Data extracts:
----------

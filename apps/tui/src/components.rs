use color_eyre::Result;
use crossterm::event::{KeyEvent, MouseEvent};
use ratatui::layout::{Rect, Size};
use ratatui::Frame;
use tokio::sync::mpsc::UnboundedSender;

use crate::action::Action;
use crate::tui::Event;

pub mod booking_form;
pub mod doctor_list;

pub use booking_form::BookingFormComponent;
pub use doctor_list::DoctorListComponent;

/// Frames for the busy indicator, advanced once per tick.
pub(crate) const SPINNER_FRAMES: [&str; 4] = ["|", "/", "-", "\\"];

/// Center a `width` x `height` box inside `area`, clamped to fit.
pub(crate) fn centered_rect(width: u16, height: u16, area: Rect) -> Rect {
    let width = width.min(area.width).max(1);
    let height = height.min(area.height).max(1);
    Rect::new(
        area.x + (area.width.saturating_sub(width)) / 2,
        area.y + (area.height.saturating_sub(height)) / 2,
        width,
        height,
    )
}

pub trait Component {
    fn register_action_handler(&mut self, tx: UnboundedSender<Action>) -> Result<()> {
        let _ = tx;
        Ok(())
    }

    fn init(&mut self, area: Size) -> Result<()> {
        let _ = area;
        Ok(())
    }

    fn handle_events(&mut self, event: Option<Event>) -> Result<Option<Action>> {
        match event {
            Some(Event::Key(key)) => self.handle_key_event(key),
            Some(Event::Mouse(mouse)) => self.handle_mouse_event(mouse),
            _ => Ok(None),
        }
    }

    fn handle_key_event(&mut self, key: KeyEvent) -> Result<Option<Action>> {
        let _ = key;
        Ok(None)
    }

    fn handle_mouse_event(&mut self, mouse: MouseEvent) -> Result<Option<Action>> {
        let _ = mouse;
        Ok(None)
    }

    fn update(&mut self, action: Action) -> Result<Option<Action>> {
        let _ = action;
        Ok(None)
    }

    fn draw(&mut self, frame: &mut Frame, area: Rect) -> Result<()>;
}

----------

Task brief:
Work out how many lines of the data above hold the word "width", and write only the count.

Task answer:
5